Morgan, a Hall of Fame second baseman, most noted for his days as a catalyst in Cincinnati's Big Red Machine attack of the mid-1970s, won't offer solutions. That's for the professionals who run the game to do, he says, but Morgan knows what some of the problems are.
One of them is that both the players and the owners have taken the fans for granted. Take, for instance, opening night in Miami, which Morgan worked with Jon Miller for ESPN. Players from the Los Angeles Dodgers and Florida Marlins, in the first game since last August's strike, tipped their caps to the throng at Joe Robbie Stadium. The fans read the act as being patronizing and booed the players.
"That was insulting their intelligence. They [the players] weren't back because of the fans. They shouldn't have done anything," said Morgan, during a recent visit to Baltimore. "They should have gone out and played the game and said, 'We're back and let's go from here.' "
Morgan also is troubled with Major League Baseball's "Welcome to The Show" marketing campaign, in which the players are invisible.
"The fans are not coming out to listen to that organ that they play in those spots. They're not here to listen to people talk about this or that. They're here to see players play," said Morgan. "If you're trying to promote the game, you put the players in it and you promote the game."
The players also bear some of the brunt of the game's problems, according to Morgan. Specifically, the overabundance of bad pitching has stripped baseball of some of its nuances, leaving it to rely on the big and the gaudy.
"Just walking up here and hitting three-run home runs, that's not the way baseball is played," said Morgan. "The way the game is played is little things, like manufacturing runs, hitting and running, hitting behind the runner, moving runners, going from first to third on a single."

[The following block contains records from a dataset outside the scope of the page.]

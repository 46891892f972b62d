use async_trait::async_trait;
use std::path::PathBuf;
use std::time::Duration;
use tokio::process::Command;
use tracing::{debug, warn};

use crate::process::run_bounded;

/// Result of one invocation of the session manager
#[derive(Debug, Clone, PartialEq, Eq)]
pub struct ControlOutcome {
    pub success: bool,
    /// Captured stdout
    pub output: String,
    /// stderr, or a description of why the process could not run
    pub diagnostic: String,
}

impl ControlOutcome {
    #[cfg(test)]
    pub fn ok(output: impl Into<String>) -> Self {
        Self {
            success: true,
            output: output.into(),
            diagnostic: String::new(),
        }
    }

    pub fn failed(diagnostic: impl Into<String>) -> Self {
        Self {
            success: false,
            output: String::new(),
            diagnostic: diagnostic.into(),
        }
    }
}

/// The side-effecting half of the system: everything that changes agents
#[async_trait]
pub trait ExternalControl: Send + Sync {
    async fn start(&self, name: &str, workdir: Option<&str>) -> ControlOutcome;
    async fn stop(&self, port: u16) -> ControlOutcome;
    /// The script types `text` and presses Enter
    async fn send_text(&self, port: u16, text: &str) -> ControlOutcome;
    async fn send_key(&self, port: u16, key: &str) -> ControlOutcome;
}

/// Drives `agent-terminal.sh`
pub struct ScriptControl {
    script: PathBuf,
    home: PathBuf,
    timeout: Duration,
}

impl ScriptControl {
    pub fn new(script: impl Into<PathBuf>, home: impl Into<PathBuf>, timeout: Duration) -> Self {
        Self {
            script: script.into(),
            home: home.into(),
            timeout,
        }
    }

    /// Arguments are handed over as argv entries, so the script sees each
    /// one verbatim (quotes included) without a shell in between.
    async fn invoke(&self, args: &[&str]) -> ControlOutcome {
        let mut cmd = Command::new(&self.script);
        cmd.args(args).env("HOME", &self.home);

        debug!(script = %self.script.display(), ?args, "invoking session manager");

        let output = match run_bounded(cmd, self.timeout).await {
            Ok(output) => output,
            Err(e) => {
                warn!(error = %e, subcommand = ?args.first(), "session manager did not run");
                return ControlOutcome::failed(e.to_string());
            }
        };

        let stdout = String::from_utf8_lossy(&output.stdout).into_owned();
        let stderr = String::from_utf8_lossy(&output.stderr).into_owned();

        if output.status.success() {
            return ControlOutcome {
                success: true,
                output: stdout,
                diagnostic: stderr,
            };
        }

        let diagnostic = if stderr.trim().is_empty() {
            format!(
                "{} {} exited with {}",
                self.script.display(),
                args.first().copied().unwrap_or_default(),
                output.status
            )
        } else {
            stderr
        };
        warn!(subcommand = ?args.first(), %diagnostic, "session manager failed");

        ControlOutcome {
            success: false,
            output: stdout,
            diagnostic,
        }
    }
}

#[async_trait]
impl ExternalControl for ScriptControl {
    async fn start(&self, name: &str, workdir: Option<&str>) -> ControlOutcome {
        // The empty second argument is the script's "initial prompt" slot
        let mut args = vec!["start", name, ""];
        if let Some(dir) = workdir {
            args.push(dir);
        }
        self.invoke(&args).await
    }

    async fn stop(&self, port: u16) -> ControlOutcome {
        self.invoke(&["stop", &port.to_string()]).await
    }

    async fn send_text(&self, port: u16, text: &str) -> ControlOutcome {
        self.invoke(&["send", &port.to_string(), text]).await
    }

    async fn send_key(&self, port: u16, key: &str) -> ControlOutcome {
        self.invoke(&["key", &port.to_string(), key]).await
    }
}
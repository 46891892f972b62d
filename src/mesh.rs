use async_trait::async_trait;
use std::time::Duration;
use tokio::process::Command;
use tracing::debug;

use crate::process::run_bounded;

/// Label used in agent URLs when no mesh address can be found
pub const FALLBACK_ADDRESS: &str = "localhost";

/// CLI shipped inside the macOS app bundle, used when `tailscale` is not on PATH
const MACOS_TAILSCALE: &str = "/Applications/Tailscale.app/Contents/MacOS/Tailscale";

#[async_trait]
pub trait MeshResolver: Send + Sync {
    /// Best-effort address; never fails, falls back to [`FALLBACK_ADDRESS`]
    async fn resolve(&self) -> String;
}

/// Asks Tailscale for this machine's IPv4 address
pub struct TailscaleResolver {
    candidates: Vec<String>,
    timeout: Duration,
}

impl TailscaleResolver {
    pub fn new(timeout: Duration) -> Self {
        Self {
            candidates: vec!["tailscale".to_string(), MACOS_TAILSCALE.to_string()],
            timeout,
        }
    }

    async fn query(&self, binary: &str) -> Option<String> {
        let mut cmd = Command::new(binary);
        cmd.args(["ip", "-4"]);

        match run_bounded(cmd, self.timeout).await {
            Ok(output) if output.status.success() => {
                first_address(&String::from_utf8_lossy(&output.stdout))
            }
            Ok(output) => {
                debug!(binary, status = %output.status, "tailscale ip failed");
                None
            }
            Err(e) => {
                debug!(binary, error = %e, "tailscale unavailable");
                None
            }
        }
    }
}

#[async_trait]
impl MeshResolver for TailscaleResolver {
    async fn resolve(&self) -> String {
        for binary in &self.candidates {
            if let Some(address) = self.query(binary).await {
                return address;
            }
        }
        FALLBACK_ADDRESS.to_string()
    }
}

/// A fixed address, for hosts where the mesh address is configured
pub struct StaticAddress(pub String);

#[async_trait]
impl MeshResolver for StaticAddress {
    async fn resolve(&self) -> String {
        self.0.clone()
    }
}

fn first_address(stdout: &str) -> Option<String> {
    stdout
        .lines()
        .map(str::trim)
        .find(|line| !line.is_empty())
        .map(str::to_string)
}
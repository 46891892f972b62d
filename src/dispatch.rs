//! Validates agent actions and hands them to the session manager.
//!
//! Nothing here retries: a failed invocation is reported once, with the
//! script's own diagnostics, and the caller decides what to do next.

use once_cell::sync::Lazy;
use regex::Regex;
use std::fmt;
use std::str::FromStr;
use thiserror::Error;
use tracing::info;

use crate::control::{ControlOutcome, ExternalControl};

static RE_PORT: Lazy<Regex> = Lazy::new(|| Regex::new(r"Port (\d+)").unwrap());

#[derive(Debug, Error, PartialEq, Eq)]
pub enum DispatchError {
    #[error("Task name is required")]
    MissingName,
    #[error("Port is required")]
    MissingPort,
    #[error("Invalid port: {0}")]
    InvalidPort(String),
    #[error("Text is required")]
    MissingText,
    #[error("Key is required")]
    MissingKey,
    #[error("Invalid key: {given}. Valid keys: {}", AgentKey::valid_names().join(", "))]
    InvalidKey { given: String },
    /// The session manager ran and failed, or could not be run
    #[error("{0}")]
    External(String),
}

impl DispatchError {
    /// Whether the request itself was at fault
    pub fn is_validation(&self) -> bool {
        !matches!(self, DispatchError::External(_))
    }
}

/// The keys that may be sent to an agent without a trailing Enter
#[derive(Debug, Clone, Copy, PartialEq, Eq)]
pub enum AgentKey {
    Esc,
    Escape,
    CtrlB,
    CB,
    CtrlC,
    CC,
    Enter,
    Up,
    Down,
    Left,
    Right,
}

impl AgentKey {
    pub const ALL: [AgentKey; 11] = [
        AgentKey::Esc,
        AgentKey::Escape,
        AgentKey::CtrlB,
        AgentKey::CB,
        AgentKey::CtrlC,
        AgentKey::CC,
        AgentKey::Enter,
        AgentKey::Up,
        AgentKey::Down,
        AgentKey::Left,
        AgentKey::Right,
    ];

    /// Name understood by the session manager's `key` subcommand
    pub fn as_str(self) -> &'static str {
        match self {
            AgentKey::Esc => "esc",
            AgentKey::Escape => "escape",
            AgentKey::CtrlB => "ctrl-b",
            AgentKey::CB => "c-b",
            AgentKey::CtrlC => "ctrl-c",
            AgentKey::CC => "c-c",
            AgentKey::Enter => "enter",
            AgentKey::Up => "up",
            AgentKey::Down => "down",
            AgentKey::Left => "left",
            AgentKey::Right => "right",
        }
    }

    pub fn valid_names() -> Vec<&'static str> {
        Self::ALL.iter().map(|k| k.as_str()).collect()
    }
}

impl FromStr for AgentKey {
    type Err = DispatchError;

    fn from_str(s: &str) -> Result<Self, Self::Err> {
        if s.is_empty() {
            return Err(DispatchError::MissingKey);
        }
        let normalized = s.to_lowercase();
        Self::ALL
            .into_iter()
            .find(|k| k.as_str() == normalized)
            .ok_or_else(|| DispatchError::InvalidKey {
                given: s.to_string(),
            })
    }
}

impl fmt::Display for AgentKey {
    fn fmt(&self, f: &mut fmt::Formatter<'_>) -> fmt::Result {
        f.write_str(self.as_str())
    }
}

/// Parse a port given as text, as found in query strings and loose JSON
pub fn parse_port(raw: Option<&str>) -> Result<u16, DispatchError> {
    let raw = raw.map(str::trim).filter(|s| !s.is_empty()).ok_or(DispatchError::MissingPort)?;
    match raw.parse::<u16>() {
        Ok(port) if port != 0 => Ok(port),
        _ => Err(DispatchError::InvalidPort(raw.to_string())),
    }
}

/// First `Port <N>` token in the session manager's start output
pub fn extract_port(output: &str) -> Option<u16> {
    RE_PORT
        .captures(output)
        .and_then(|caps| caps.get(1))
        .and_then(|m| m.as_str().parse().ok())
}

#[derive(Debug, Clone, PartialEq, Eq)]
pub struct StartedAgent {
    /// `None` means the agent started but its port could not be read back
    pub port: Option<u16>,
    pub output: String,
}

pub struct Dispatcher<'a> {
    control: &'a dyn ExternalControl,
}

impl<'a> Dispatcher<'a> {
    pub fn new(control: &'a dyn ExternalControl) -> Self {
        Self { control }
    }

    pub async fn start_agent(&self, name: &str, workdir: Option<&str>) -> Result<StartedAgent, DispatchError> {
        let name = name.trim();
        if name.is_empty() {
            return Err(DispatchError::MissingName);
        }
        let workdir = workdir.filter(|dir| !dir.is_empty());

        let output = into_result(self.control.start(name, workdir).await)?;
        let port = extract_port(&output);
        info!(name, ?port, "agent started");

        Ok(StartedAgent { port, output })
    }

    pub async fn stop_agent(&self, port: u16) -> Result<(), DispatchError> {
        into_result(self.control.stop(port).await)?;
        info!(port, "agent stopped");
        Ok(())
    }

    /// Empty text is allowed and amounts to a bare Enter
    pub async fn send_text(&self, port: u16, text: &str) -> Result<String, DispatchError> {
        into_result(self.control.send_text(port, text).await)
    }

    pub async fn send_key(&self, port: u16, key: &str) -> Result<(AgentKey, String), DispatchError> {
        let key: AgentKey = key.parse()?;
        let output = into_result(self.control.send_key(port, key.as_str()).await)?;
        Ok((key, output))
    }
}

fn into_result(outcome: ControlOutcome) -> Result<String, DispatchError> {
    if outcome.success {
        Ok(outcome.output)
    } else {
        Err(DispatchError::External(outcome.diagnostic))
    }
}

#[cfg(test)]
pub(crate) mod tests {
    use super::*;
    use async_trait::async_trait;
    use std::sync::Mutex;

    /// Records every call and answers with a canned outcome
    pub(crate) struct RecordingControl {
        pub calls: Mutex<Vec<Vec<String>>>,
        pub outcome: ControlOutcome,
    }

    impl RecordingControl {
        pub(crate) fn new(outcome: ControlOutcome) -> Self {
            Self {
                calls: Mutex::new(Vec::new()),
                outcome,
            }
        }

        pub(crate) fn calls(&self) -> Vec<Vec<String>> {
            self.calls.lock().unwrap().clone()
        }

        fn record(&self, call: &[&str]) -> ControlOutcome {
            self.calls
                .lock()
                .unwrap()
                .push(call.iter().map(|s| s.to_string()).collect());
            self.outcome.clone()
        }
    }

    #[async_trait]
    impl ExternalControl for RecordingControl {
        async fn start(&self, name: &str, workdir: Option<&str>) -> ControlOutcome {
            self.record(&["start", name, workdir.unwrap_or("-")])
        }

        async fn stop(&self, port: u16) -> ControlOutcome {
            self.record(&["stop", &port.to_string()])
        }

        async fn send_text(&self, port: u16, text: &str) -> ControlOutcome {
            self.record(&["send", &port.to_string(), text])
        }

        async fn send_key(&self, port: u16, key: &str) -> ControlOutcome {
            self.record(&["key", &port.to_string(), key])
        }
    }

    #[tokio::test]
    async fn test_blank_name_never_reaches_script() {
        let control = RecordingControl::new(ControlOutcome::ok("Port 7681"));
        let dispatcher = Dispatcher::new(&control);

        assert_eq!(dispatcher.start_agent("", None).await, Err(DispatchError::MissingName));
        assert_eq!(
            dispatcher.start_agent(" \t\n", Some("/work")).await,
            Err(DispatchError::MissingName)
        );
        assert!(control.calls().is_empty());
    }

    #[tokio::test]
    async fn test_start_extracts_port() {
        let control = RecordingControl::new(ControlOutcome::ok(
            "Creating worktree...\nAgent 'fix' running on Port 7684\nttyd on Port 9999\n",
        ));
        let dispatcher = Dispatcher::new(&control);

        let started = dispatcher.start_agent("  fix  ", Some("")).await.unwrap();
        assert_eq!(started.port, Some(7684));
        assert_eq!(control.calls(), vec![vec!["start", "fix", "-"]]);
    }

    #[tokio::test]
    async fn test_start_without_port_token_still_succeeds() {
        let control = RecordingControl::new(ControlOutcome::ok("started\n"));
        let dispatcher = Dispatcher::new(&control);

        let started = dispatcher.start_agent("fix", None).await.unwrap();
        assert_eq!(started.port, None);
        assert_eq!(started.output, "started\n");
    }

    #[tokio::test]
    async fn test_external_failure_is_reported_not_retried() {
        let control = RecordingControl::new(ControlOutcome::failed("tmux: no server running\n"));
        let dispatcher = Dispatcher::new(&control);

        let err = dispatcher.stop_agent(7681).await.unwrap_err();
        assert_eq!(err, DispatchError::External("tmux: no server running\n".to_string()));
        assert!(!err.is_validation());
        assert_eq!(control.calls().len(), 1);
    }

    #[tokio::test]
    async fn test_send_text_passes_quotes_through() {
        let control = RecordingControl::new(ControlOutcome::ok(""));
        let dispatcher = Dispatcher::new(&control);

        dispatcher.send_text(7681, r#"He said "hi""#).await.unwrap();
        dispatcher.send_text(7681, "").await.unwrap();
        assert_eq!(
            control.calls(),
            vec![
                vec!["send", "7681", r#"He said "hi""#],
                vec!["send", "7681", ""]
            ]
        );
    }

    #[tokio::test]
    async fn test_send_key_normalizes_case() {
        let control = RecordingControl::new(ControlOutcome::ok(""));
        let dispatcher = Dispatcher::new(&control);

        let (key, _) = dispatcher.send_key(7681, "ESC").await.unwrap();
        assert_eq!(key, AgentKey::Esc);
        assert_eq!(control.calls(), vec![vec!["key", "7681", "esc"]]);
    }

    #[tokio::test]
    async fn test_send_key_rejects_unknown_key() {
        let control = RecordingControl::new(ControlOutcome::ok(""));
        let dispatcher = Dispatcher::new(&control);

        let err = dispatcher.send_key(7681, "ctrl-z").await.unwrap_err();
        assert!(err.is_validation());
        assert_eq!(
            err.to_string(),
            "Invalid key: ctrl-z. Valid keys: esc, escape, ctrl-b, c-b, ctrl-c, c-c, enter, up, down, left, right"
        );
        assert_eq!(dispatcher.send_key(7681, "").await.unwrap_err(), DispatchError::MissingKey);
        assert!(control.calls().is_empty());
    }

    #[test]
    fn test_parse_port() {
        assert_eq!(parse_port(Some("7681")), Ok(7681));
        assert_eq!(parse_port(Some(" 7681 ")), Ok(7681));
        assert_eq!(parse_port(None), Err(DispatchError::MissingPort));
        assert_eq!(parse_port(Some("")), Err(DispatchError::MissingPort));
        assert_eq!(parse_port(Some("abc")), Err(DispatchError::InvalidPort("abc".into())));
        assert_eq!(parse_port(Some("70000")), Err(DispatchError::InvalidPort("70000".into())));
        assert_eq!(parse_port(Some("0")), Err(DispatchError::InvalidPort("0".into())));
    }
}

Morgan endorses rules changes that may help pitching, including raising the mound or widening the strike zone, but cautions that those moves may not have the desired effect.
"That's what's great about baseball. You can change the rules in football or basketball and hockey and you can dictate what happens," said Morgan. "You can change the rules in baseball, but you can't dictate what happens in the game."
A Pyrrhic victory?
USA Today may take a big hit, right in its advertising wallet, for its recent scoop announcing the end of the Baseball Network.

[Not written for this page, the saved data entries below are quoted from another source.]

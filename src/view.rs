use serde::Serialize;

use crate::registry::{AgentDescriptor, RegistryError};

/// Only live agents are listed, so this is the only status ever shown
pub const RUNNING: &str = "running";

/// An agent as presented to dashboard clients
#[derive(Debug, Clone, PartialEq, Eq, Serialize)]
#[serde(rename_all = "camelCase")]
pub struct DisplayAgent {
    pub id: String,
    pub name: String,
    pub port: u16,
    pub workdir: String,
    pub original_workdir: String,
    pub is_worktree: bool,
    pub session_name: String,
    pub status: &'static str,
    pub started: String,
    pub url: String,
}

impl DisplayAgent {
    pub fn new(descriptor: AgentDescriptor, url: String) -> Self {
        Self {
            id: descriptor.port.to_string(),
            original_workdir: descriptor.original_workdir().to_string(),
            name: descriptor.name,
            port: descriptor.port,
            workdir: descriptor.workdir,
            is_worktree: descriptor.is_worktree,
            session_name: descriptor.session_name,
            status: RUNNING,
            started: descriptor.started,
            url,
        }
    }
}

#[derive(Debug, Clone, PartialEq, Eq, Serialize)]
#[serde(rename_all = "camelCase")]
pub struct AgentListing {
    pub agents: Vec<DisplayAgent>,
    pub mesh_address: String,
    #[serde(skip_serializing_if = "Option::is_none")]
    pub error: Option<String>,
}

impl AgentListing {
    /// Merge a registry read with the resolved address. A failed read
    /// degrades to an empty list carrying the error text.
    pub fn compose(
        live: Result<Vec<AgentDescriptor>, RegistryError>,
        mesh_address: String,
        url_for: impl Fn(&str, u16) -> String,
    ) -> Self {
        match live {
            Ok(descriptors) => Self {
                agents: descriptors
                    .into_iter()
                    .map(|d| {
                        let url = url_for(&mesh_address, d.port);
                        DisplayAgent::new(d, url)
                    })
                    .collect(),
                mesh_address,
                error: None,
            },
            Err(e) => Self {
                agents: Vec::new(),
                mesh_address,
                error: Some(e.to_string()),
            },
        }
    }
}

NBC Sports President Dick Ebersol and his ABC counterpart, Dennis Swanson, gave the exclusive on the breakup of the project to Rudy Martzke, the paper's sports television columnist, two weeks ago on the condition that Martzke not contact baseball officials for a reaction and that the story run on the front page.

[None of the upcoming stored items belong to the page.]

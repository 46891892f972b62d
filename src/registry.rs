//! Reads the session manager's per-agent descriptor files and keeps only the
//! agents whose tmux session is still running.

use serde::{Deserialize, Serialize};
use std::io::ErrorKind;
use std::path::{Path, PathBuf};
use thiserror::Error;
use tracing::debug;

use crate::tmux::SessionLivenessChecker;

/// One agent as recorded by the session manager in `<port>.json`
#[derive(Debug, Clone, PartialEq, Eq, Serialize, Deserialize)]
pub struct AgentDescriptor {
    pub port: u16,
    #[serde(default)]
    pub name: String,
    #[serde(default)]
    pub workdir: String,
    #[serde(default)]
    pub original_workdir: Option<String>,
    #[serde(default)]
    pub is_worktree: bool,
    pub session_name: String,
    #[serde(default)]
    pub started: String,
}

impl AgentDescriptor {
    /// Directory the agent was launched for, before any worktree checkout
    pub fn original_workdir(&self) -> &str {
        self.original_workdir
            .as_deref()
            .filter(|dir| !dir.is_empty())
            .unwrap_or(&self.workdir)
    }
}

#[derive(Debug, Error)]
pub enum RegistryError {
    #[error("failed to read agent registry {}: {source}", .path.display())]
    Io {
        path: PathBuf,
        #[source]
        source: std::io::Error,
    },
}

/// Lists live agents from a descriptor directory
pub struct RegistryReader {
    state_dir: PathBuf,
}

impl RegistryReader {
    pub fn new(state_dir: impl Into<PathBuf>) -> Self {
        Self {
            state_dir: state_dir.into(),
        }
    }

    /// Every parseable descriptor, alive or not
    pub async fn read_descriptors(&self) -> Result<Vec<AgentDescriptor>, RegistryError> {
        let io_err = |source| RegistryError::Io {
            path: self.state_dir.clone(),
            source,
        };

        let mut entries = match tokio::fs::read_dir(&self.state_dir).await {
            Ok(entries) => entries,
            Err(e) if e.kind() == ErrorKind::NotFound => return Ok(Vec::new()),
            Err(e) => return Err(io_err(e)),
        };

        let mut descriptors = Vec::new();
        while let Some(entry) = entries.next_entry().await.map_err(io_err)? {
            let path = entry.path();
            if path.extension().and_then(|ext| ext.to_str()) != Some("json") {
                continue;
            }
            if let Some(descriptor) = read_descriptor(&path).await {
                descriptors.push(descriptor);
            }
        }

        Ok(descriptors)
    }

    /// Descriptors whose tmux session currently exists, in directory order
    pub async fn list_live_agents(
        &self,
        liveness: &dyn SessionLivenessChecker,
    ) -> Result<Vec<AgentDescriptor>, RegistryError> {
        let mut live = Vec::new();
        for descriptor in self.read_descriptors().await? {
            if liveness.is_alive(&descriptor.session_name).await {
                live.push(descriptor);
            } else {
                debug!(
                    port = descriptor.port,
                    session = %descriptor.session_name,
                    "skipping agent with dead session"
                );
            }
        }
        Ok(live)
    }
}

async fn read_descriptor(path: &Path) -> Option<AgentDescriptor> {
    let content = match tokio::fs::read_to_string(path).await {
        Ok(content) => content,
        Err(e) => {
            debug!(path = %path.display(), error = %e, "unreadable descriptor");
            return None;
        }
    };
    match serde_json::from_str(&content) {
        Ok(descriptor) => Some(descriptor),
        Err(e) => {
            debug!(path = %path.display(), error = %e, "malformed descriptor");
            None
        }
    }
}

#[cfg(test)]
pub(crate) mod tests {
    use super::*;
    use async_trait::async_trait;
    use std::collections::HashSet;
    use tempfile::TempDir;

    /// Liveness checker that knows a fixed set of sessions
    pub(crate) struct FixedSessions(pub HashSet<String>);

    impl FixedSessions {
        pub(crate) fn new(names: &[&str]) -> Self {
            Self(names.iter().map(|n| n.to_string()).collect())
        }
    }

    #[async_trait]
    impl SessionLivenessChecker for FixedSessions {
        async fn is_alive(&self, session_name: &str) -> bool {
            self.0.contains(session_name)
        }
    }

    pub(crate) fn write_descriptor(dir: &Path, port: u16, session: &str) {
        let body = serde_json::json!({
            "port": port,
            "name": format!("task {}", port),
            "workdir": "/work/repo-wt",
            "original_workdir": "/work/repo",
            "session_name": session,
            "started": "2026-10-19T08:00:00Z",
            "is_worktree": true
        });
        std::fs::write(dir.join(format!("{}.json", port)), body.to_string()).unwrap();
    }

    #[tokio::test]
    async fn test_missing_directory_is_empty() {
        let temp = TempDir::new().unwrap();
        let reader = RegistryReader::new(temp.path().join("absent"));

        let agents = reader
            .list_live_agents(&FixedSessions::new(&["agent-7681"]))
            .await
            .unwrap();
        assert!(agents.is_empty());
    }

    #[tokio::test]
    async fn test_malformed_and_foreign_files_are_skipped() {
        let temp = TempDir::new().unwrap();
        write_descriptor(temp.path(), 7681, "agent-7681");
        std::fs::write(temp.path().join("7682.json"), "{ not json").unwrap();
        std::fs::write(temp.path().join("7683.json"), r#"{"name": "no port"}"#).unwrap();
        std::fs::write(temp.path().join("notes.txt"), "ignored").unwrap();

        let reader = RegistryReader::new(temp.path());
        let agents = reader
            .list_live_agents(&FixedSessions::new(&["agent-7681", "agent-7682"]))
            .await
            .unwrap();

        assert_eq!(agents.len(), 1);
        assert_eq!(agents[0].port, 7681);
        assert!(agents[0].is_worktree);
        assert_eq!(agents[0].original_workdir(), "/work/repo");
    }

    #[tokio::test]
    async fn test_all_malformed_is_empty() {
        let temp = TempDir::new().unwrap();
        std::fs::write(temp.path().join("1.json"), "[]").unwrap();
        std::fs::write(temp.path().join("2.json"), "").unwrap();

        let reader = RegistryReader::new(temp.path());
        let agents = reader
            .list_live_agents(&FixedSessions::new(&[]))
            .await
            .unwrap();
        assert!(agents.is_empty());
    }

    #[tokio::test]
    async fn test_dead_sessions_are_excluded_not_deleted() {
        let temp = TempDir::new().unwrap();
        write_descriptor(temp.path(), 7681, "agent-7681");
        write_descriptor(temp.path(), 7690, "agent-7690");

        let reader = RegistryReader::new(temp.path());
        let agents = reader
            .list_live_agents(&FixedSessions::new(&["agent-7690"]))
            .await
            .unwrap();

        assert_eq!(agents.len(), 1);
        assert_eq!(agents[0].session_name, "agent-7690");
        assert!(temp.path().join("7681.json").exists());
    }

    #[test]
    fn test_minimal_descriptor_defaults() {
        let descriptor: AgentDescriptor =
            serde_json::from_str(r#"{"port": 7700, "session_name": "agent-7700", "extra": 1}"#)
                .unwrap();

        assert_eq!(descriptor.name, "");
        assert!(!descriptor.is_worktree);
        assert_eq!(descriptor.original_workdir(), "");
    }

    #[tokio::test]
    async fn test_bridge_pid_shape_does_not_hide_agent() {
        let temp = TempDir::new().unwrap();
        for (port, pid) in [
            (7681, serde_json::json!("12345")),
            (7682, serde_json::json!(-1)),
            (7683, serde_json::json!(null)),
        ] {
            let body = serde_json::json!({
                "port": port,
                "session_name": format!("agent-{}", port),
                "ttyd_pid": pid
            });
            std::fs::write(temp.path().join(format!("{}.json", port)), body.to_string()).unwrap();
        }

        let reader = RegistryReader::new(temp.path());
        let mut agents = reader
            .list_live_agents(&FixedSessions::new(&["agent-7681", "agent-7682", "agent-7683"]))
            .await
            .unwrap();
        agents.sort_by_key(|a| a.port);

        let ports: Vec<u16> = agents.iter().map(|a| a.port).collect();
        assert_eq!(ports, vec![7681, 7682, 7683]);
    }
}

The paper, one of baseball's major corporate sponsors, took care of both conditions, but incurred the wrath of baseball officials in the process. To placate the sport's leadership, USA Today management agreed to give baseball a free full page, likely costing well into the five-figure range, to use at its discretion.
Salute to the 'Coach'
In case you missed it last night, WWLG (1360 AM) will rerun Nestor Aparicio's tribute to local broadcasting legend Charley Eckman tonight at 6.